On Jesus’s last night with his apostles, just hours before his arrest and trials, he gave what he called a New Commandment. It might be thought of as the Commandment of All Commandments, the Topmost, Supreme, Paramount Commandment: Love One Another.

This love that they were to show one another was a specific kind of love. Jesus defined what this love among his followers was to be like. They were to love one another in the same way that Jesus had loved them.

 A new commandment I give to you, that you love one another: just as I have loved you, you also are to love one another (John 13:34).

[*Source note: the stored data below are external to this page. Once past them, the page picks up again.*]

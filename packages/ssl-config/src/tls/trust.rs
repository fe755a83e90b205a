//! Trust anchor resolution

use rustls::pki_types::CertificateDer;

use super::certificate;
use crate::store::StoreHandle;

/// The certificates a client accepts as roots when verifying a server.
#[derive(Debug, Clone, Default, PartialEq, Eq)]
pub struct TrustAnchors {
    certificates: Vec<CertificateDer<'static>>,
}

impl TrustAnchors {
    #[must_use]
    pub fn len(&self) -> usize {
        self.certificates.len()
    }

    #[must_use]
    pub fn is_empty(&self) -> bool {
        self.certificates.is_empty()
    }

    pub fn iter(&self) -> impl Iterator<Item = &CertificateDer<'static>> {
        self.certificates.iter()
    }

    /// True if a certificate with exactly these DER bytes is an anchor.
    #[must_use]
    pub fn contains(&self, der: &[u8]) -> bool {
        self.certificates.iter().any(|c| c.as_ref() == der)
    }

    #[must_use]
    pub fn into_vec(self) -> Vec<CertificateDer<'static>> {
        self.certificates
    }
}

impl IntoIterator for TrustAnchors {
    type Item = CertificateDer<'static>;
    type IntoIter = std::vec::IntoIter<CertificateDer<'static>>;

    fn into_iter(self) -> Self::IntoIter {
        self.certificates.into_iter()
    }
}

/// Collects every trusted-certificate entry of `handle`. Certificates that
/// only appear in a private key's chain are not anchors.
pub fn resolve_trust(handle: &StoreHandle) -> TrustAnchors {
    let certificates: Vec<_> = handle
        .trusted_certificates()
        .map(|(alias, der)| {
            tracing::debug!(
                alias,
                subject = %certificate::describe(der),
                "trust anchor"
            );
            der.clone()
        })
        .collect();

    if certificates.is_empty() {
        tracing::warn!(
            path = %handle.path().display(),
            "trust store holds no trusted certificates, no server will be trusted"
        );
    }

    TrustAnchors { certificates }
}
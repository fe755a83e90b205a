//! SSL Configuration
//!
//! Declarative description of the trust store and optional key store a TLS
//! client should use. Validation is purely structural and happens once, when
//! the configuration is constructed.

pub mod ssl;
pub mod store_type;
pub mod validation;

pub use ssl::{KeyStoreConfiguration, SslConfiguration, SslConfigurationParts};
pub use store_type::StoreType;
pub use validation::{ConfigResult, ConfigurationError};
//! Response body decoding
//!
//! [`TextDelegateDecoder`] answers `text/plain` responses itself and hands
//! everything else to another [`Decoder`], by default [`JsonDecoder`].

use std::fmt;
use std::marker::PhantomData;

use bytes::Bytes;
use http::Response;
use http::header::CONTENT_TYPE;
use serde::de::DeserializeOwned;

const TEXT_PLAIN: &[u8] = b"text/plain";

pub(crate) type BoxError = Box<dyn std::error::Error + Send + Sync>;

/// Failures turning a response body into a value
#[derive(Debug, thiserror::Error)]
#[non_exhaustive]
pub enum DecodeError {
    #[error("response body is not valid UTF-8")]
    InvalidUtf8(#[from] std::string::FromUtf8Error),

    #[error("failed to decode JSON response body: {0}")]
    Json(#[from] serde_json::Error),

    #[error("failed to decode response body: {0}")]
    Other(#[source] BoxError),
}

impl DecodeError {
    /// Wraps an arbitrary decoder failure.
    pub fn other<E: Into<BoxError>>(e: E) -> Self {
        DecodeError::Other(e.into())
    }
}

/// Turns a buffered HTTP response into a value.
pub trait Decoder {
    type Output;

    /// # Errors
    ///
    /// Returns a `DecodeError` if the body cannot be represented as `Output`.
    fn decode(&self, response: &Response<Bytes>) -> Result<Self::Output, DecodeError>;
}

impl<D: Decoder + ?Sized> Decoder for &D {
    type Output = D::Output;

    fn decode(&self, response: &Response<Bytes>) -> Result<Self::Output, DecodeError> {
        (**self).decode(response)
    }
}

/// Decodes `text/plain` bodies as UTF-8 strings and delegates every other
/// response.
///
/// Only a response carrying exactly one `Content-Type` value, equal to
/// `text/plain`, is handled locally. No header, several values, or any other
/// media type (including `text/plain` with parameters) go to the delegate.
#[derive(Debug, Clone, Default)]
pub struct TextDelegateDecoder<D> {
    delegate: D,
}

impl<D> TextDelegateDecoder<D> {
    pub fn new(delegate: D) -> Self {
        Self { delegate }
    }

    pub fn delegate(&self) -> &D {
        &self.delegate
    }

    pub fn into_inner(self) -> D {
        self.delegate
    }
}

impl<D> Decoder for TextDelegateDecoder<D>
where
    D: Decoder,
    D::Output: From<String>,
{
    type Output = D::Output;

    fn decode(&self, response: &Response<Bytes>) -> Result<Self::Output, DecodeError> {
        if is_plain_text(response) {
            tracing::trace!("decoding text/plain response body as string");
            let text = String::from_utf8(response.body().to_vec())?;
            return Ok(text.into());
        }

        self.delegate.decode(response)
    }
}

fn is_plain_text<B>(response: &Response<B>) -> bool {
    let mut values = response.headers().get_all(CONTENT_TYPE).iter();
    match (values.next(), values.next()) {
        (Some(value), None) => value.as_bytes() == TEXT_PLAIN,
        _ => false,
    }
}

/// Deserializes the body as JSON.
pub struct JsonDecoder<T> {
    _marker: PhantomData<fn() -> T>,
}

impl<T> JsonDecoder<T> {
    #[must_use]
    pub fn new() -> Self {
        Self {
            _marker: PhantomData,
        }
    }
}

impl<T> Default for JsonDecoder<T> {
    fn default() -> Self {
        Self::new()
    }
}

impl<T> Clone for JsonDecoder<T> {
    fn clone(&self) -> Self {
        Self::new()
    }
}

impl<T> fmt::Debug for JsonDecoder<T> {
    fn fmt(&self, f: &mut fmt::Formatter<'_>) -> fmt::Result {
        f.debug_struct("JsonDecoder")
            .field("output", &std::any::type_name::<T>())
            .finish()
    }
}

impl<T: DeserializeOwned> Decoder for JsonDecoder<T> {
    type Output = T;

    fn decode(&self, response: &Response<Bytes>) -> Result<T, DecodeError> {
        Ok(serde_json::from_slice(response.body())?)
    }
}
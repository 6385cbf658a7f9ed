//! Structured logging init. The teacher reaches for `println!`/`eprintln!`;
//! a scheduler juggling many concurrently-ticking agents needs leveled,
//! filterable output instead, so this crate standardizes on `tracing`.
use tracing_subscriber::EnvFilter;

/// Initialize the global subscriber once. Honors `RUST_LOG`, defaulting to
/// `info` for this crate and `warn` for dependencies.
pub fn init() {
    let filter = EnvFilter::try_from_default_env().unwrap_or_else(|_| EnvFilter::new("info"));
    let _ = tracing_subscriber::fmt().with_env_filter(filter).with_target(true).try_init();
}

How was it that Jesus had loved them? It was pictured in what Jesus had just finished doing for them. He had gotten on his knees and washed their feet. Others-focused, sacrificial, service was the way that Jesus loved his disciples and how they were to love one another. 

And this, more than their teaching or preaching or anything else, was the primary way that others would know that they were his followers.

By this all people will know that you are my disciples, if you have love for one another (John 13:35).

When we love one another in the way that Jesus loves us, it has the effect of making the love of God something that is not just a theological truth, but a living, breathing thing we experience. In other words, when we love one another as Jesus loved us, we incarnate the love of God for each other.

The love of God becomes not just something that we believe but it becomes alive to us.

Christian fellowship, brothers and sisters in Christ, loving one another, is a means of grace, a way in which we encounter truth that makes it alive.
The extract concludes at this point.